If you have been active on crypto Twitter and Reddit communities, you’d have seen several posts linking the recent Bitcoin dip to LUNA and UST. However, the explanations may have caused you more confusion than clarity. Not to worry, this article will provide you with a detailed breakdown, explaining like you’re five.
What is Terra USD (UST)?
Terra USD is an algorithmic stablecoin created by Terra Blockchain founders Daniel Shin and Do Kwon. Stablecoins are designed for price stability, such that regardless of market volatility, they can maintain a stable price. Many stablecoins are valuated in the US dollar, and it is expected that they maintain their prices to $1 amid any price surge/dip.
There are several types of stablecoins. However, our focus, algorithmic stablecoins, is designed to automatically adjust their supply to counterbalance prices’ up/down movement in the crypto ecosystem. Terra USD is one such algorithmic stablecoin; its tokenomic mechanism is designed to mint 1 UST by burning $1 equivalent of LUNA (Terra’s governance token).
How Does This Work?
LUNA's supply deflates by burning $1 of LUNA to mint UST, and with steady demand, LUNA’s price will increase. For a more precise understanding, let’s use an example with numbers.
Assuming LUNA is $50 and 1 UST is to be minted, 1/50 (0.02) LUNA will be burnt. Since LUNA is burnt and the market maintains its level of demand, there is less LUNA for the market to purchase, so LUNA’s price will go up.
LUNA will maintain an upward movement in a very healthy market because there is a lesser LUNA supply to fulfill the demand. As a result, LUNA can go as high as $100, and the amount needed to mint one UST will be 1/100 (0.01) LUNA.
Where did LUNA fail?
UST has been largely successful, and the model appeared to be near perfect until recently when financial markets began to experience a huge dip.
Usually, when the crypto market experiences a dip, investors and holders sell their tokens for stablecoins; hence, the demand for stablecoins is a lot heavy dring dips. But unfortunately, the crypto ecosystem has been experiencing a downward movement since Bitcoin’s all-time high in November; as a result, demand has drastically dwindled.
Luna’s algorithm did not sufficiently account for high volatility periods of sustained selling pressure; this eventuality has led to the failure of both LUNA and UST.
What Happened Over the Weekend?
Extreme levels of reduced demand have caused the LUNA/UST tokenomic model to fail. There is a massive demand for UST, while there is little for LUNA. As a result, $1 of LUNA is still required to mint 1 UST, but LUNA’s price keeps falling since demand is inexistent.

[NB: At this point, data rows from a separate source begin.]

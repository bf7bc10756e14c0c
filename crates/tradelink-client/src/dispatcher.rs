//! # Request Dispatcher
//!
//! Turns one [`EndpointRequest`] into exactly one envelope. Every local
//! failure (bad URL, refused connection, unreadable body) is folded into a
//! failure envelope here, so callers only ever inspect result codes.
//!
//! ## Dispatch Pipeline
//! ```text
//! ┌─────────────────────────────────────────────────────────────────────────┐
//! │                          Dispatch Pipeline                              │
//! │                                                                         │
//! │  EndpointRequest                                                        │
//! │      │                                                                  │
//! │      ▼                                                                  │
//! │  1. URL       base + /rest/1/org/ + endpoint [+ ?query]                │
//! │      │        parse failure ──────────────► SERVER_ERROR_MALFORMED_URL │
//! │      ▼                                                                  │
//! │  2. Body      document → pruned JSON → gzip (document requests only)   │
//! │      │        text     → as-is + Content-Length                        │
//! │      ▼                                                                  │
//! │  3. Send      HttpTransport::execute (blocking, timeout 0 = forever)   │
//! │      │        connect failure ────────────► SERVER_ERROR_CONNECTION    │
//! │      ▼                                                                  │
//! │  4. Status    != 200 ─────────────────────► SERVER_ERROR_RESPONSE      │
//! │      ▼                                                                  │
//! │  5. Decode    gzip | deflate | identity → UTF-8 → JSON                 │
//! │      │        read / parse failure ───────► SERVER_ERROR_IO            │
//! │      ▼                                                                  │
//! │  6. Envelope  result, result_code, message from MessageCatalog         │
//! └─────────────────────────────────────────────────────────────────────────┘
//! ```
//!
//! ## Result Rules
//! - [`RequestDispatcher::send_request`] trusts the platform's own envelope.
//!   Its body is plain text or nothing, never compressed.
//! - [`RequestDispatcher::send_document_request`] derives the outcome from
//!   the returned document: its success flag, and `configs["result_code"]`.
//!   Only a [`DocumentRequest`] can carry a gzip document upload.

use std::time::Duration;

use serde::de::DeserializeOwned;
use serde::Serialize;
use tracing::{debug, warn};
use url::Url;

use tradelink_core::codes;
use tradelink_core::{Document, DocumentEnvelope, EndpointResult, MessageCatalog, ResponseEnvelope};

use crate::encoding::{decoder_for, document_json, gzip_encode, read_text};
use crate::error::{ClientError, ClientResult};
use crate::transport::{HttpMethod, HttpRequest, HttpTransport, ReqwestTransport};

/// Scheme and host of the platform API.
pub const DEFAULT_BASE_URL: &str = "https://api.squizz.com";

/// Path prefix shared by every organisation endpoint.
pub const ORG_API_PATH: &str = "/rest/1/org/";

pub const HEADER_CONTENT_TYPE: &str = "Content-Type";
pub const HEADER_CONTENT_ENCODING: &str = "Content-Encoding";
pub const HEADER_CONTENT_LENGTH: &str = "Content-Length";
pub const CONTENT_TYPE_JSON: &str = "application/json";
pub const CONTENT_TYPE_FORM: &str = "application/x-www-form-urlencoded";
pub const ENCODING_GZIP: &str = "gzip";

// =============================================================================
// Query Parameters
// =============================================================================

/// Ordered `key=value` pairs, percent-encoded on output.
///
/// Used both for URL query strings and for form-encoded POST bodies.
#[derive(Debug, Clone, Default, PartialEq, Eq)]
pub struct QueryParams {
    pairs: Vec<(String, String)>,
}

impl QueryParams {
    pub fn new() -> Self {
        Self::default()
    }

    pub fn with(mut self, key: impl Into<String>, value: impl Into<String>) -> Self {
        self.push(key, value);
        self
    }

    pub fn push(&mut self, key: impl Into<String>, value: impl Into<String>) {
        self.pairs.push((key.into(), value.into()));
    }

    pub fn is_empty(&self) -> bool {
        self.pairs.is_empty()
    }

    pub fn encode(&self) -> String {
        self.pairs
            .iter()
            .map(|(key, value)| format!("{}={}", key, urlencoding::encode(value)))
            .collect::<Vec<_>>()
            .join("&")
    }
}

/// `Y` / `N` flag values used by the platform's query parameters.
pub fn yes_no(flag: bool) -> &'static str {
    if flag {
        "Y"
    } else {
        "N"
    }
}

// =============================================================================
// Endpoint Request
// =============================================================================

/// Plain body of an endpoint request, written to the wire as-is.
#[derive(Debug, Clone, PartialEq, Eq)]
pub enum RequestBody {
    Empty,
    Text(String),
}
//! # tradelink-core: Pure Protocol Types for the Organisation API
//!
//! This crate holds everything about the platform protocol that can be
//! expressed without touching the network.
//!
//! ## Architecture Position
//! ```text
//! ┌─────────────────────────────────────────────────────────────────────────┐
//! │                        Tradelink Architecture                           │
//! │                                                                         │
//! │  ┌─────────────────────────────────────────────────────────────────┐   │
//! │  │                 Endpoint callers (tradelink-client)             │   │
//! │  │   import_sales_order, create_notification, search records ...  │   │
//! │  └─────────────────────────────┬───────────────────────────────────┘   │
//! │                                │                                        │
//! │  ┌─────────────────────────────▼───────────────────────────────────┐   │
//! │  │          OrgSession + RequestDispatcher (tradelink-client)      │   │
//! │  └─────────────────────────────┬───────────────────────────────────┘   │
//! │                                │                                        │
//! │  ┌─────────────────────────────▼───────────────────────────────────┐   │
//! │  │               ★ tradelink-core (THIS CRATE) ★                   │   │
//! │  │                                                                 │   │
//! │  │   ┌───────────┐  ┌───────────┐  ┌───────────┐  ┌───────────┐  │   │
//! │  │   │ envelope  │  │ document  │  │ location  │  │  catalog  │  │   │
//! │  │   │ Response  │  │ EsDocument│  │ ErrorLoc  │  │ Messages  │  │   │
//! │  │   │ Document  │  │ configs   │  │ decode    │  │ fallback  │  │   │
//! │  │   └───────────┘  └───────────┘  └───────────┘  └───────────┘  │   │
//! │  │                                                                 │   │
//! │  │   NO I/O • NO NETWORK • PURE FUNCTIONS                          │   │
//! │  └─────────────────────────────────────────────────────────────────┘   │
//! └─────────────────────────────────────────────────────────────────────────┘
//! ```
//!
//! ## Modules
//!
//! - [`codes`] - Result code wire values (success, local and remote failures)
//! - [`envelope`] - `ResponseEnvelope` and `DocumentEnvelope`
//! - [`document`] - The `Document` trait and the generic `EsDocument`
//! - [`location`] - Error-location codec for partial import failures
//! - [`catalog`] - Result code → localized message lookup
//! - [`error`] - Domain error types
//!
//! ## Example Usage
//!
//! ```rust
//! use std::collections::HashMap;
//! use tradelink_core::location::{decode, ErrorLocation};
//!
//! let mut configs = HashMap::new();
//! configs.insert("orders_with_unmatched_lines".to_string(), "0:1,bad,2:3".to_string());
//!
//! let locations = decode(&configs, "orders_with_unmatched_lines");
//! assert_eq!(locations, vec![ErrorLocation::new(0, 1), ErrorLocation::new(2, 3)]);
//! ```

// =============================================================================
// Module Declarations
// =============================================================================

pub mod catalog;
pub mod codes;
pub mod document;
pub mod envelope;
pub mod error;
pub mod location;

// =============================================================================
// Re-exports for Convenience
// =============================================================================

pub use catalog::MessageCatalog;
pub use document::{Document, EsDocument};
pub use envelope::{DocumentEnvelope, EndpointResult, ResponseEnvelope};
pub use error::{CoreError, CoreResult};
pub use location::{ErrorCategory, ErrorLocation};

// =============================================================================
// Crate-Level Constants
// =============================================================================

/// API version reported by envelopes that never reached the platform.
pub const DEFAULT_API_VERSION: &str = "1.0.0.0";

/// Locale used when none is configured, and the fallback for unknown locales.
pub const DEFAULT_LOCALE: &str = "en_AU";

Worse still, over the weekend, hundreds of millions of UST were sold on several exchanges, causing the price to drop as low as $0.67, 33% lower than the supposed value of a stablecoin. Do Kwon, the co-founder of Terra, regarded this as a coordinated attack on the stablecoin. To regain UST’s dollar peg, millions of UST must be minted, and consequently, many LUNA must be burnt. Hence, LUNA has poorly dipped, dropping from over $80 on Friday to $32 at the end of Monday and $0.26 at the time of press on Thursday.
Since LUNA is steadily burnt to mint more UST and maintain the peg, LUNA keeps falling in the absence of demand and even fell below UST in terms of market capitalization.
How Does This Affect Bitcoin?
Does Kwon have a Bitcoin reserve with the purpose of helping to stabilize the Terra Ecosystem currencies (LUNA and UST)? This is similar to our traditional financial systems, where central banks keep large sums of money in foreign reserves to stimulate the economy.
This massive volume of BTC sales has caused FUD in the market by people claiming that Terra is a Ponzi scheme and Do Kwon is trying to liquidate the reserves. Hence, BTC has further fallen, thus affecting the entire crypto ecosystem. However, Do Kwon has announced that LFG isn’t trying to exit their BTC position but only loaning out the reserves for traders to manually hold the UST peg.
What is The Takeaway?
Many questions have arisen as to the sustainability of Algorithmic stablecoins.
· Can algorithmic stablecoins be fully decentralized without external intervention?
· Is the problem with Terra, or is there a potential problem with all algorithmic stablecoins?
· Are algorithmic stablecoins indeed the future, or are we better of with fiat and commodity-backed stablecoins like USDT and USDC?